# How to complete this task
Report every line in the records below that holds the word "warn".

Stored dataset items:
// Surface implementation over a 2D canvas context, plus the lookups the
// browser host needs from the page (canvas element, theme accent).

use crate::color::Color;
use crate::surface::Surface;
use crate::utils;
use std::f64::consts::PI;
use wasm_bindgen::{JsCast, JsValue};
use web_sys::{CanvasRenderingContext2d, Document, HtmlCanvasElement, Window};

// CSS custom property the page theme stores its accent in
pub const ACCENT_PROPERTY: &str = "--primary-color";

pub struct CanvasSurface {
    pub context: CanvasRenderingContext2d,
}

impl CanvasSurface {
    pub fn new(context: CanvasRenderingContext2d) -> Self {
        CanvasSurface { context }
    }

    // None when the canvas cannot hand out a 2D context
    pub fn from_canvas(canvas: &HtmlCanvasElement) -> Result<Option<Self>, JsValue> {
        let context = match canvas.get_context("2d")? {
            Some(ctx) => ctx.dyn_into::<CanvasRenderingContext2d>()?,
            None => return Ok(None),
        };
        Ok(Some(CanvasSurface::new(context)))
    }
}

impl Surface for CanvasSurface {
    fn clear(&mut self, width: f64, height: f64) {
        self.context.clear_rect(0.0, 0.0, width, height);
    }

    fn fill_circle(&mut self, x: f64, y: f64, radius: f64, color: Color, opacity: f64) {
        self.context.set_global_alpha(opacity);
        self.context.set_fill_style(&JsValue::from_str(&color.to_css()));
        self.context.begin_path();
        if self.context.arc(x, y, radius.max(0.0), 0.0, PI * 2.0).is_ok() {
            self.context.fill();
        }
    }

    fn stroke_line(&mut self, from: [f64; 2], to: [f64; 2], color: Color, opacity: f64) {
        self.context.set_global_alpha(opacity);
        self.context.set_stroke_style(&JsValue::from_str(&color.to_css()));
        self.context.begin_path();
        self.context.move_to(from[0], from[1]);
        self.context.line_to(to[0], to[1]);
        self.context.stroke();
    }
}

pub fn find_canvas(
    document: &Document,
    canvas_id: &str,
) -> Result<Option<HtmlCanvasElement>, JsValue> {
    match document.get_element_by_id(canvas_id) {
        Some(element) => Ok(Some(element.dyn_into::<HtmlCanvasElement>()?)),
        None => Ok(None),
    }
}

// Viewport size in whole pixels; 0 when the window reports nothing usable
pub fn viewport_size(window: &Window) -> (u32, u32) {
    let dim = |v: Result<JsValue, JsValue>| {
        v.ok()
            .and_then(|v| v.as_f64())
            .filter(|v| v.is_finite() && *v > 0.0)
            .map(|v| v as u32)
            .unwrap_or(0)
    };
    (dim(window.inner_width()), dim(window.inner_height()))
}

// Current accent from the page stylesheet, None if unset or unparseable
pub fn read_accent(window: &Window) -> Option<Color> {
    let root = window.document()?.document_element()?;
    let style = window.get_computed_style(&root).ok()??;
    let value = style.get_property_value(ACCENT_PROPERTY).ok()?;
    let value = value.trim();
    if value.is_empty() {
        return None;
    }
    match Color::parse(value) {
        Ok(color) => Some(color),
        Err(e) => {
            utils::warn(&format!("ignoring {}: {}", ACCENT_PROPERTY, e));
            None
        }
    }
}
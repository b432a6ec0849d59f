/// DataGrid Data Source Adapter
///
/// Produces the working dataset either from a static in-memory array (no
/// network, loading is immediately over) or by issuing one HTTP GET with
/// JSON headers and passing the payload through a caller-supplied transform
/// (default: identity). Every failure is converted into a `LoadError` at
/// this boundary; the downstream pipeline stages are pure and never fail.
///
/// Re-fetching is idempotent. Completed loads fully replace the dataset in
/// the order they complete; the adapter does not sequence concurrent
/// requests (callers needing strict request ordering serialize their own
/// refresh triggers).

use crate::record::{into_record, Record};
use log::{debug, warn};
use reqwest::blocking::Client;
use reqwest::header::{ACCEPT, CONTENT_TYPE};
use serde_json::Value;
use std::fmt;

/// Maps the raw JSON payload to the dataset payload. Returning an error
/// fails the load cycle with `LoadError::Transform`.
pub type Transformer = Box<dyn Fn(Value) -> Result<Value, String>>;

/// A failed load cycle. The dataset in place before the load is always left
/// intact; recovery is a user-initiated re-fetch.
#[derive(Debug, Clone, PartialEq, Eq)]
pub enum LoadError {
    /// Non-2xx HTTP response.
    Http { status: u16, reason: String },
    /// Network-level failure (connect, timeout, malformed body).
    Network(String),
    /// The transform failed or produced something other than an array of
    /// records.
    Transform(String),
}

impl fmt::Display for LoadError {
    fn fmt(&self, f: &mut fmt::Formatter<'_>) -> fmt::Result {
        match self {
            LoadError::Http { status, reason } if reason.is_empty() => {
                write!(f, "request failed with HTTP {}", status)
            }
            LoadError::Http { status, reason } => {
                write!(f, "request failed with HTTP {} {}", status, reason)
            }
            LoadError::Network(message) => write!(f, "network error: {}", message),
            LoadError::Transform(message) => write!(f, "transform error: {}", message),
        }
    }
}

impl std::error::Error for LoadError {}

/// Where the dataset comes from.
pub enum DataSource {
    /// Pre-loaded dataset; `load` never touches the network.
    Static(Vec<Record>),
    /// Endpoint fetched with one GET per load, plus an optional transform
    /// applied to the raw payload.
    Remote {
        url: String,
        transform: Option<Transformer>,
    },
}

impl DataSource {
    /// A static source over an in-memory dataset.
    pub fn from_records(records: Vec<Record>) -> Self {
        DataSource::Static(records)
    }

    /// A remote source with the identity transform.
    pub fn remote(url: impl Into<String>) -> Self {
        DataSource::Remote {
            url: url.into(),
            transform: None,
        }
    }

    /// A remote source with a payload transform, e.g. unwrapping an
    /// envelope like `{"data": [...]}`.
    pub fn remote_with<F>(url: impl Into<String>, transform: F) -> Self
    where
        F: Fn(Value) -> Result<Value, String> + 'static,
    {
        DataSource::Remote {
            url: url.into(),
            transform: Some(Box::new(transform)),
        }
    }

    /// True for sources that never fetch.
    pub fn is_static(&self) -> bool {
        matches!(self, DataSource::Static(_))
    }

    /// Produces the working dataset.
    ///
    /// Static sources return a snapshot of their array. Remote sources
    /// fetch, transform, and validate; any failure leaves the caller's
    /// previous dataset untouched because nothing is returned.
    pub fn load(&self) -> Result<Vec<Record>, LoadError> {
        match self {
            DataSource::Static(records) => Ok(records.clone()),
            DataSource::Remote { url, transform } => {
                debug!("fetching dataset from {}", url);
                let raw = fetch_json(url)?;
                let payload = match transform {
                    Some(transform) => transform(raw).map_err(|message| {
                        warn!("transform failed for {}: {}", url, message);
                        LoadError::Transform(message)
                    })?,
                    None => raw,
                };
                let records = records_from(payload)?;
                debug!("loaded {} records from {}", records.len(), url);
                Ok(records)
            }
        }
    }
}

impl fmt::Debug for DataSource {
    fn fmt(&self, f: &mut fmt::Formatter<'_>) -> fmt::Result {
        match self {
            DataSource::Static(records) => {
                f.debug_tuple("Static").field(&records.len()).finish()
            }
            DataSource::Remote { url, transform } => f
                .debug_struct("Remote")
                .field("url", url)
                .field("transform", &transform.as_ref().map(|_| "<fn>"))
                .finish(),
        }
    }
}

/// One GET with JSON `Accept`/`Content-Type` headers. No request body, no
/// query-string construction; parameters are baked into the URL by the
/// caller.
fn fetch_json(url: &str) -> Result<Value, LoadError> {
    let response = Client::new()
        .get(url)
        .header(ACCEPT, "application/json")
        .header(CONTENT_TYPE, "application/json")
        .send()
        .map_err(|error| LoadError::Network(error.to_string()))?;

    let status = response.status();
    if !status.is_success() {
        warn!("fetch of {} failed: HTTP {}", url, status);
        return Err(LoadError::Http {
            status: status.as_u16(),
            reason: status.canonical_reason().unwrap_or_default().to_string(),
        });
    }

    response
        .json()
        .map_err(|error| LoadError::Network(error.to_string()))
}

/// Validates the transformed payload: it must be an array of JSON objects.
fn records_from(payload: Value) -> Result<Vec<Record>, LoadError> {
    let items = match payload {
        Value::Array(items) => items,
        other => {
            return Err(LoadError::Transform(format!(
                "expected an array of records, got {}",
                json_kind(&other)
            )))
        }
    };

    items
        .into_iter()
        .enumerate()
        .map(|(index, item)| {
            let kind = json_kind(&item);
            into_record(item).ok_or_else(|| {
                LoadError::Transform(format!("element {} is not an object (got {})", index, kind))
            })
        })
        .collect()
}

fn json_kind(value: &Value) -> &'static str {
    match value {
        Value::Null => "null",
        Value::Bool(_) => "a boolean",
        Value::Number(_) => "a number",
        Value::String(_) => "a string",
        Value::Array(_) => "an array",
        Value::Object(_) => "an object",
    }
}


#[cfg(test)]
mod tests {
    use super::*;
    use serde_json::json;

    #[test]
    fn test_static_source_loads_without_network() {
        let records = vec![
            into_record(json!({"name": "Amadou"})).unwrap(),
            into_record(json!({"name": "Fatou"})).unwrap(),
        ];
        let source = DataSource::from_records(records.clone());
        assert!(source.is_static());
        assert_eq!(source.load().unwrap(), records);
    }

    #[test]
    fn test_records_from_accepts_object_array() {
        let records = records_from(json!([{"a": 1}, {"b": 2}])).unwrap();
        assert_eq!(records.len(), 2);
    }

    #[test]
    fn test_records_from_rejects_non_array() {
        let error = records_from(json!({"data": []})).unwrap_err();
        assert!(matches!(error, LoadError::Transform(_)));
        assert!(error.to_string().contains("expected an array"));
    }

    #[test]
    fn test_records_from_rejects_non_object_element() {
        let error = records_from(json!([{"a": 1}, 42])).unwrap_err();
        assert!(matches!(error, LoadError::Transform(_)));
        assert!(error.to_string().contains("element 1"));
    }

    #[test]
    fn test_invalid_url_is_network_error() {
        // The URL is never contacted: an unparseable URL fails at send time,
        // which exercises the network error path without a live server.
        let source = DataSource::remote("not a url");
        let error = source.load().unwrap_err();
        assert!(matches!(error, LoadError::Network(_)));
    }

    #[test]
    fn test_non_2xx_response_is_http_error() {
        let url = stub_server::serve_once(stub_server::INTERNAL_ERROR.to_string());
        let error = DataSource::remote(url).load().unwrap_err();
        assert_eq!(
            error,
            LoadError::Http {
                status: 500,
                reason: "Internal Server Error".to_string(),
            }
        );
    }

    #[test]
    fn test_2xx_response_loads_records() {
        let body = r#"[{"name": "Amadou"}, {"name": "Fatou"}]"#;
        let url = stub_server::serve_once(stub_server::ok_json(body));
        let records = DataSource::remote(url).load().unwrap();
        assert_eq!(records.len(), 2);
        assert_eq!(records[0]["name"], json!("Amadou"));
    }

    #[test]
    fn test_error_display() {
        let http = LoadError::Http {
            status: 500,
            reason: "Internal Server Error".to_string(),
        };
        assert_eq!(
            http.to_string(),
            "request failed with HTTP 500 Internal Server Error"
        );

        let transform = LoadError::Transform("expected an array".to_string());
        assert_eq!(transform.to_string(), "transform error: expected an array");
    }
}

# Reply to the exercise
            utils::warn(&format!("ignoring {}: {}", ACCENT_PROPERTY, e));
use log::{debug, warn};
                        warn!("transform failed for {}: {}", url, message);
        warn!("fetch of {} failed: HTTP {}", url, status);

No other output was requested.